Tekoah et al. [10] have developed a plant cell culture process for the production of taliglucerase alfa and established a master cell bank for a future production line and a working cell bank for continuous manufacturing from the initial cell line. This cell line can be stored for a long time in a deep freezer, similar to bacterial and mammalian cell cultures [10]. Ma et al. [11] defined the T6 generation as a working seed bank (WSB) derived from the T5 generation (MSB) of tobacco plants expressing the monoclonal antibody P2G12. Ma et al. carried out Southern blot analysis of three individual plants from T5–T7 generations using probes specific for the heavy and light antibody chain genes and estimated that this line contained two copies of the heavy chain gene and six copies of the light chain gene. They confirmed the identity of the transgenes and immediately adjacent sequences on the chromosomes of T5 and T6 from three individuals per generation by sequencing analysis [11].


In this study, we generated NSB from MSB. To demonstrate the consistency between the two seed banks of MucoRice-CTB51a, we compared the MSB and NSB samples in terms of the sequences of the inserted transgenes and the genic regions, the transcription of the integrated transgene, the levels of salt-soluble proteins, and protein location in the endosperm tissue of mature rice seeds. All analyses revealed that NSB was of the same quality as MSB, indicating that MSB can be renewed. Plant seeds are an attractive production system for pharmaceutical proteins, but there have been few studies on the establishment and renewal of seed banks. We expect the approach used in this study to become an important evaluation method to advance the development of vaccines stably produced in recombinant plants to clinical applications. We propose that this is a model case study for the administration and renewal of transgenic rice seed banks.

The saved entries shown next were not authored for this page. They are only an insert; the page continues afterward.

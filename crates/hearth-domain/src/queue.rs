use chrono::{DateTime, Duration, Utc};
use std::collections::{BTreeMap, HashMap, VecDeque};
use std::sync::{Arc, Mutex, Weak};
use tracing::debug;

use crate::command::{Command, CommandState};
use crate::error::DomainError;
use crate::observer::{ObserverList, Subscription};

/// Grace period between a command reaching a terminal state and its removal
/// from the queue.
const REMOVE_GRACE: Duration = Duration::minutes(5);

/// A non-owning reference to a queued command. Upgrading fails once the
/// queue has removed the command.
pub type CommandHandle = Weak<Command>;

pub type CommandHandler = Arc<dyn Fn(CommandHandle) + Send + Sync>;

pub(crate) struct QueueShared {
    inner: Mutex<QueueInner>,
    on_added: ObserverList<Arc<Command>>,
    on_removed: ObserverList<Arc<Command>>,
}

#[derive(Default)]
struct QueueInner {
    commands: BTreeMap<String, Arc<Command>>,
    remove_queue: VecDeque<(DateTime<Utc>, String)>,
    handlers: HashMap<(String, String), CommandHandler>,
    default_handler: Option<CommandHandler>,
    test_now: Option<DateTime<Utc>>,
}

/// The queue of live command instances. Owns the instances; dispatches each
/// new command to the matching handler and reaps terminal commands after a
/// grace period.
pub struct CommandQueue {
    shared: Arc<QueueShared>,
}

impl Default for CommandQueue {
    fn default() -> Self {
        CommandQueue {
            shared: Arc::new(QueueShared {
                inner: Mutex::new(QueueInner::default()),
                on_added: ObserverList::new(),
                on_removed: ObserverList::new(),
            }),
        }
    }
}

impl CommandQueue {
    pub fn new() -> Self {
        Self::default()
    }

    /// Insert a command and dispatch it to its handler, if one is
    /// registered. Without a matching handler the command stays queued until
    /// one arrives.
    pub fn add(&self, command: Arc<Command>) -> Result<(), DomainError> {
        let handler = {
            let mut inner = self.lock();
            if inner.commands.contains_key(command.id()) {
                return Err(DomainError::DuplicateCommand(command.id().to_string()));
            }
            command.attach_to_queue(Arc::downgrade(&self.shared));
            inner
                .commands
                .insert(command.id().to_string(), command.clone());
            inner
                .handlers
                .get(&(command.component().to_string(), command.name().to_string()))
                .cloned()
                .or_else(|| inner.default_handler.clone())
        };

        self.shared.on_added.notify(&command);
        if let Some(handler) = handler {
            handler(Arc::downgrade(&command));
        } else {
            debug!(id = command.id(), name = command.name(), "command left queued, no handler");
        }
        self.cleanup();
        Ok(())
    }

    /// Register the handler for `(component_path, command_name)`. Queued
    /// commands that match fire immediately. Specific handlers cannot be
    /// added once a default handler exists.
    pub fn add_handler(
        &self,
        component_path: &str,
        command_name: &str,
        handler: impl Fn(CommandHandle) + Send + Sync + 'static,
    ) -> Result<(), DomainError> {
        let handler: CommandHandler = Arc::new(handler);
        let pending = {
            let mut inner = self.lock();
            if inner.default_handler.is_some() {
                return Err(DomainError::HandlerAfterDefault);
            }
            let key = (component_path.to_string(), command_name.to_string());
            if inner.handlers.contains_key(&key) {
                return Err(DomainError::HandlerExists {
                    component: component_path.to_string(),
                    command: command_name.to_string(),
                });
            }
            let pending: Vec<Arc<Command>> = inner
                .commands
                .values()
                .filter(|c| {
                    c.state() == CommandState::Queued
                        && c.component() == component_path
                        && c.name() == command_name
                })
                .cloned()
                .collect();
            inner.handlers.insert(key, handler.clone());
            pending
        };
        for command in pending {
            handler(Arc::downgrade(&command));
        }
        Ok(())
    }

    /// Register the fallback handler for commands with no specific handler.
    /// Must be installed last; queued unmatched commands fire immediately.
    pub fn add_default_handler(
        &self,
        handler: impl Fn(CommandHandle) + Send + Sync + 'static,
    ) -> Result<(), DomainError> {
        let handler: CommandHandler = Arc::new(handler);
        let pending = {
            let mut inner = self.lock();
            if inner.default_handler.is_some() {
                return Err(DomainError::HandlerAfterDefault);
            }
            let pending: Vec<Arc<Command>> = inner
                .commands
                .values()
                .filter(|c| {
                    c.state() == CommandState::Queued
                        && !inner.handlers.contains_key(&(
                            c.component().to_string(),
                            c.name().to_string(),
                        ))
                })
                .cloned()
                .collect();
            inner.default_handler = Some(handler.clone());
            pending
        };
        for command in pending {
            handler(Arc::downgrade(&command));
        }
        Ok(())
    }

    pub fn find(&self, id: &str) -> Option<Arc<Command>> {
        self.lock().commands.get(id).cloned()
    }

    pub fn commands(&self) -> Vec<Arc<Command>> {
        self.lock().commands.values().cloned().collect()
    }

    pub fn on_command_added(
        &self,
        callback: impl Fn(&Arc<Command>) + Send + Sync + 'static,
    ) -> Subscription {
        let callback = Arc::new(callback);
        // Replay pre-existing commands to the new subscriber only.
        for command in self.commands() {
            callback(&command);
        }
        let cb = callback.clone();
        self.shared.on_added.add(move |command| cb(command))
    }

    pub fn on_command_removed(
        &self,
        callback: impl Fn(&Arc<Command>) + Send + Sync + 'static,
    ) -> Subscription {
        self.shared.on_removed.add(callback)
    }

    /// Remove a command immediately. Returns `false` if it was not queued.
    pub fn remove(&self, id: &str) -> bool {
        self.shared.remove(id)
    }

    /// Reap terminal commands whose grace period has elapsed.
    pub fn cleanup(&self) {
        let mut due = Vec::new();
        {
            let mut inner = self.lock();
            let now = inner.test_now.unwrap_or_else(Utc::now);
            while let Some((at, _)) = inner.remove_queue.front() {
                if *at >= now {
                    break;
                }
                if let Some((_, id)) = inner.remove_queue.pop_front() {
                    due.push(id);
                }
            }
        }
        for id in due {
            self.shared.remove(&id);
        }
    }

    #[cfg(test)]
    pub(crate) fn set_now_for_test(&self, now: DateTime<Utc>) {
        self.lock().test_now = Some(now);
    }

    fn lock(&self) -> std::sync::MutexGuard<'_, QueueInner> {
        self.shared.inner.lock().unwrap_or_else(|e| e.into_inner())
    }
}

impl QueueShared {
    /// Schedule `id` for removal after the grace period.
    pub(crate) fn delayed_remove(&self, id: &str) {
        let mut inner = self.inner.lock().unwrap_or_else(|e| e.into_inner());
        if !inner.commands.contains_key(id) {
            return;
        }
        let now = inner.test_now.unwrap_or_else(Utc::now);
        inner.remove_queue.push_back((now + REMOVE_GRACE, id.to_string()));
    }

    fn remove(&self, id: &str) -> bool {
        let removed = {
            let mut inner = self.inner.lock().unwrap_or_else(|e| e.into_inner());
            inner.commands.remove(id)
        };
        match removed {
            Some(command) => {
                command.detach_from_queue();
                self.on_removed.notify(&command);
                true
            }
            None => false,
        }
    }
}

Next seed bank of MucoRice-CTB line 51A

The selection marker–free MucoRice-CTB line 51A (T6 generation) [16] was cultivated in a fully closed GMP plant production facility (Asahikogyosha Co., Ltd., Tokyo, Japan) built at The Institute of Medical Science, The University of Tokyo, as described in [17]. The CTB protein was quantified in MSB and NSB by SDS–PAGE using a calibrated GS-900 densitometer (Bio-Rad Laboratories, Hercules, CA, USA) as described previously [12, 17].

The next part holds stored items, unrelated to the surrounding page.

use async_trait::async_trait;
use hearth_provider::{ConnectionState, DnsServiceDiscovery, Network, ProviderError, TlsStream};
use std::sync::Mutex;
use tracing::info;

/// Network provider for hosts with a fixed wired connection. Always online,
/// never changes, no raw TLS sockets (the engine falls back to polling).
pub struct StaticNetwork;

#[async_trait]
impl Network for StaticNetwork {
    fn add_connection_changed_callback(&self, _callback: Box<dyn Fn() + Send + Sync>) {}

    fn connection_state(&self) -> ConnectionState {
        ConnectionState::Connected
    }

    async fn open_ssl_socket(
        &self,
        _host: &str,
        _port: u16,
    ) -> Result<Box<dyn TlsStream>, ProviderError> {
        Err(ProviderError::NotSupported("raw tls sockets"))
    }
}

/// DNS-SD provider that logs what a real responder would publish. Useful
/// for demos on machines without an mDNS daemon.
pub struct LoggingDnsSd {
    id: String,
    published: Mutex<bool>,
}

impl LoggingDnsSd {
    pub fn new() -> Self {
        LoggingDnsSd {
            id: uuid::Uuid::new_v4().to_string(),
            published: Mutex::new(false),
        }
    }
}

impl Default for LoggingDnsSd {
    fn default() -> Self {
        Self::new()
    }
}

impl DnsServiceDiscovery for LoggingDnsSd {
    fn publish_service(&self, service_type: &str, port: u16, txt_records: &[String]) {
        *self.published.lock().unwrap_or_else(|e| e.into_inner()) = true;
        info!(service_type, port, txt = ?txt_records, "would advertise service");
    }

    fn stop_publishing(&self, service_type: &str) {
        let mut published = self.published.lock().unwrap_or_else(|e| e.into_inner());
        if *published {
            *published = false;
            info!(service_type, "would withdraw service");
        }
    }

    fn id(&self) -> String {
        self.id.clone()
    }
}
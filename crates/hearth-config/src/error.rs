use thiserror::Error;

#[derive(Debug, Error)]
pub enum ConfigError {
    #[error("stored settings are not valid JSON: {0}")]
    Parse(#[from] serde_json::Error),

    #[error("invalid value for setting '{name}': {message}")]
    InvalidValue { name: String, message: String },

    #[error("config store failure: {0}")]
    Store(String),
}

PCR analysis and confirmation of transgenes on chromosomes 3 and 12

Each of the three seeds (six in total) selected randomly from MSB or NSB was hydroponically cultivated with nutrient solution (OAT House fertilizers 1, 2, and 5; OAT Agrio Co., Ltd., Tokyo, Japan) in a growth chamber under a 12-h day (27 °C)/12-h night (22 °C) cycle. Genomic DNA was isolated from young leaves of each seedling 3 weeks after germination by using a Nucleon PhytoPure kit (GE Healthcare, Madison, WI, USA). The primer sets for PCR are listed in Additional file 1: Table S1. PCR was conducted by using KOD FX Taq (Toyobo Biochemical Co., Osaka, Japan) and a GeneAmp PCR System 2720 (Applied Biosystems, Carlsbad, CA, USA) under the following conditions: 2 min at 94 °C; and 30 cycles of 10 s denaturation at 98 °C, 5 min annealing and extension at 68 °C. The PCR products were separated by electrophoresis on a 1.0% (w/v) agarose gel, excised from the gel, and cloned into the pTA2 vector. The cloned PCR products were sequenced by Fasmac Co., Ltd. (Kanagawa, Japan) and the sequences were analyzed with Genetyx software (Genetyx, Tokyo, Japan).

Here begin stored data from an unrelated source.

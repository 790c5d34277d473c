//! End-to-end exercise of the local surface: a device wired with in-test
//! providers, paired over the Privet endpoints, then driven with commands.

use async_trait::async_trait;
use base64::prelude::*;
use hearth_device::{Device, Providers};
use hearth_privet::{KeyExchanger, Spake2Exchanger};
use hearth_provider::{
    ConnectionState, HttpClient, HttpMethod, HttpResponse, HttpServer, IncomingRequest,
    MemoryConfigStore, Network, ProviderError, RequestHandler, TaskRunner, TlsStream,
};
use serde_json::{json, Value};
use std::sync::{Arc, Mutex};
use std::time::Duration;

struct ManualTaskRunner;

impl TaskRunner for ManualTaskRunner {
    fn post_delayed(&self, _delay: Duration, _task: Box<dyn FnOnce() + Send>) {}
}

struct NoHttpClient;

#[async_trait]
impl HttpClient for NoHttpClient {
    async fn send_request(
        &self,
        _method: HttpMethod,
        _url: &str,
        _headers: &[(String, String)],
        _body: Option<Vec<u8>>,
    ) -> Result<HttpResponse, ProviderError> {
        Err(ProviderError::Offline)
    }
}

struct OfflineNetwork;

#[async_trait]
impl Network for OfflineNetwork {
    fn add_connection_changed_callback(&self, _callback: Box<dyn Fn() + Send + Sync>) {}

    fn connection_state(&self) -> ConnectionState {
        ConnectionState::Connected
    }

    async fn open_ssl_socket(
        &self,
        _host: &str,
        _port: u16,
    ) -> Result<Box<dyn TlsStream>, ProviderError> {
        Err(ProviderError::NotSupported("tls"))
    }
}

/// Captures registered handlers so tests can inject requests directly.
#[derive(Default)]
struct FakeHttpServer {
    https_handlers: Mutex<Vec<(String, RequestHandler)>>,
}

impl FakeHttpServer {
    fn request(&self, path: &str, auth: &str, body: Value) -> (u16, Value) {
        let handler = {
            let handlers = self.https_handlers.lock().unwrap();
            handlers
                .iter()
                .find(|(prefix, _)| path.starts_with(prefix.as_str()))
                .map(|(_, handler)| handler.clone())
                .expect("no handler for path")
        };
        let request = IncomingRequest {
            path: path.to_string(),
            auth_header: auth.to_string(),
            content_type: "application/json".to_string(),
            data: body.to_string().into_bytes(),
            secure: true,
        };
        let result = Arc::new(Mutex::new(None));
        let result2 = result.clone();
        handler(
            request,
            Box::new(move |status, body| {
                *result2.lock().unwrap() = Some((status, body));
            }),
        );
        let out = result.lock().unwrap().take().expect("handler did not reply");
        out
    }
}

impl HttpServer for FakeHttpServer {
    fn add_http_request_handler(&self, _path_prefix: &str, _handler: RequestHandler) {}

    fn add_https_request_handler(&self, path_prefix: &str, handler: RequestHandler) {
        self.https_handlers
            .lock()
            .unwrap()
            .push((path_prefix.to_string(), handler));
    }

    fn http_port(&self) -> u16 {
        8080
    }

    fn https_port(&self) -> u16 {
        8443
    }

    fn certificate_fingerprint(&self) -> Vec<u8> {
        vec![0xab; 32]
    }
}

struct Fixture {
    device: Arc<Device>,
    server: Arc<FakeHttpServer>,
}

fn fixture() -> Fixture {
    let server = Arc::new(FakeHttpServer::default());
    let device = Device::create(Providers {
        task_runner: Arc::new(ManualTaskRunner),
        http_client: Arc::new(NoHttpClient),
        config_store: Some(Arc::new(MemoryConfigStore::with_defaults(|settings| {
            settings.name = "Lamp".to_string();
            settings.model_id = "AB123".to_string();
        }))),
        network: Some(Arc::new(OfflineNetwork)),
        http_server: Some(server.clone()),
        dns_sd: None,
        wifi: None,
    })
    .unwrap();
    Fixture { device, server }
}

/// Pair over the wire endpoints and return an owner Authorization header.
fn pair_for_owner(f: &Fixture) -> String {
    let code = Arc::new(Mutex::new(String::new()));
    let code2 = code.clone();
    f.device
        .on_pairing_changed(
            move |start| {
                *code2.lock().unwrap() = start.code.clone();
            },
            |_| {},
        )
        .into_iter()
        .for_each(|sub| sub.detach());

    let (status, start) = f.server.request(
        "/privet/v3/pairing/start",
        "",
        json!({"pairing": "pinCode", "crypto": "spake2-p224"}),
    );
    assert_eq!(status, 200, "{start}");
    let session_id = start["sessionId"].as_str().unwrap().to_string();

    let mut client = Spake2Exchanger::new(&code.lock().unwrap());
    let client_commitment = BASE64_STANDARD.encode(client.message());
    let (status, confirm) = f.server.request(
        "/privet/v3/pairing/confirm",
        "",
        json!({"sessionId": session_id, "clientCommitment": client_commitment}),
    );
    assert_eq!(status, 200, "{confirm}");

    // Verify the certificate attestation like a real client would.
    let device_msg = BASE64_STANDARD
        .decode(start["deviceCommitment"].as_str().unwrap())
        .unwrap();
    client.process_message(&device_msg).unwrap();
    let key = client.key().unwrap();
    let fingerprint = BASE64_STANDARD
        .decode(confirm["certFingerprint"].as_str().unwrap())
        .unwrap();
    assert_eq!(fingerprint, vec![0xab; 32]);
    let expected_signature = hearth_auth::hmac_sha256(&key, &fingerprint);
    assert_eq!(
        BASE64_STANDARD.decode(confirm["certSignature"].as_str().unwrap()).unwrap(),
        expected_signature
    );

    let auth_code = BASE64_STANDARD.encode(hearth_auth::hmac_sha256(&key, session_id.as_bytes()));
    let (status, auth) = f.server.request(
        "/privet/v3/auth",
        "",
        json!({"mode": "pairing", "authCode": auth_code, "requestedScope": "owner"}),
    );
    assert_eq!(status, 200, "{auth}");
    assert_eq!(auth["scope"], "owner");
    format!("Privet {}", auth["accessToken"].as_str().unwrap())
}

#[tokio::test]
async fn info_advertises_identity_without_auth() {
    let f = fixture();
    let (status, info) = f.server.request("/privet/info", "", json!({}));
    assert_eq!(status, 200);
    assert_eq!(info["name"], "Lamp");
    assert_eq!(info["modelManifestId"], "AB123");
    assert_eq!(info["endpoints"]["httpsPort"], 8443);
    assert_eq!(info["gcd"]["status"], "unconfigured");
}

#[tokio::test]
async fn paired_owner_runs_builtin_commands_over_privet() {
    let f = fixture();
    let header = pair_for_owner(&f);

    let (status, command) = f.server.request(
        "/privet/v3/commands/execute",
        &header,
        json!({
            "name": "device.setConfig",
            "parameters": {"name": "Renamed", "location": "porch"},
        }),
    );
    assert_eq!(status, 200, "{command}");
    assert_eq!(command["state"], "done");

    assert_eq!(f.device.settings().name, "Renamed");
    assert_eq!(f.device.settings().location, "porch");

    // The state endpoint reflects the change.
    let (status, state) = f.server.request("/privet/v3/state", &header, json!({}));
    assert_eq!(status, 200);
    assert_eq!(state["state"]["device"]["device"]["name"], "Renamed");
}

#[tokio::test]
async fn anonymous_viewer_cannot_change_config() {
    let f = fixture();
    let (status, auth) = f.server.request(
        "/privet/v3/auth",
        "",
        json!({"mode": "anonymous", "requestedScope": "auto"}),
    );
    assert_eq!(status, 200);
    assert_eq!(auth["scope"], "viewer");
    let header = format!("Privet {}", auth["accessToken"].as_str().unwrap());

    let (status, body) = f.server.request(
        "/privet/v3/commands/execute",
        &header,
        json!({"name": "device.setConfig", "parameters": {"name": "Hacked"}}),
    );
    assert_eq!(status, 403, "{body}");
    assert_eq!(f.device.settings().name, "Lamp");
}

#[tokio::test]
async fn command_defs_cover_builtin_traits() {
    let f = fixture();
    let header = pair_for_owner(&f);
    let (status, defs) = f.server.request("/privet/v3/commandDefs", &header, json!({}));
    assert_eq!(status, 200);
    for name in ["device", "privet", "_accessRevocationList"] {
        assert!(defs["commandDefs"][name].is_object(), "missing {name}");
    }
}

Whole-genome re-sequencing

Data from the previously described whole-genome re-sequencing of MSB_1 were used [26]; these data were obtained with an Illumina HiSeq2000 platform (Illumina, San Diego, CA, USA). Genomic DNA extraction and sequencing of NSB_1 was performed in 2018; for MSB_2, 3 and NSB_2, 3, we used two genomic DNA samples (1.0 μg, each) out of the three described in the previous subsection [26]. DNA of the NSB_1 sample was sequenced with a HiSeq2500 platform (Illumina). DNA of the MSB_2, MSB_3, NSB_2, and NSB_3 samples was sequenced with an Illumina NovaSeq6000 platform (Illumina). Paired-end read sequences (100 bp per read; Sanger FASTQ format) from both sides of each fragment were obtained with Casava software (ver. 1.13.48; Illumina). This analysis was performed using the Genedata Profiler Genome software (Genedata). Reads were mapped to genome sequences using BWA-MEM, and then duplicate reads were removed.

SNP and InDel detection

SNPs and short InDels between the mapped read data and the reference genome were called with SAMtools as described in detail in [26]. All variants from the six samples were listed according to SAMtools. Using SNPEff software and publicly available rice data sets, we predicted the effects of variants on protein function and categorized all of the sample-specific variants into effect types, which we then grouped into four larger categories (HIGH, MODERATE, LOW, or MODIFIER) on the basis of the assumed severity of each effect (Additional file 1: Table S2).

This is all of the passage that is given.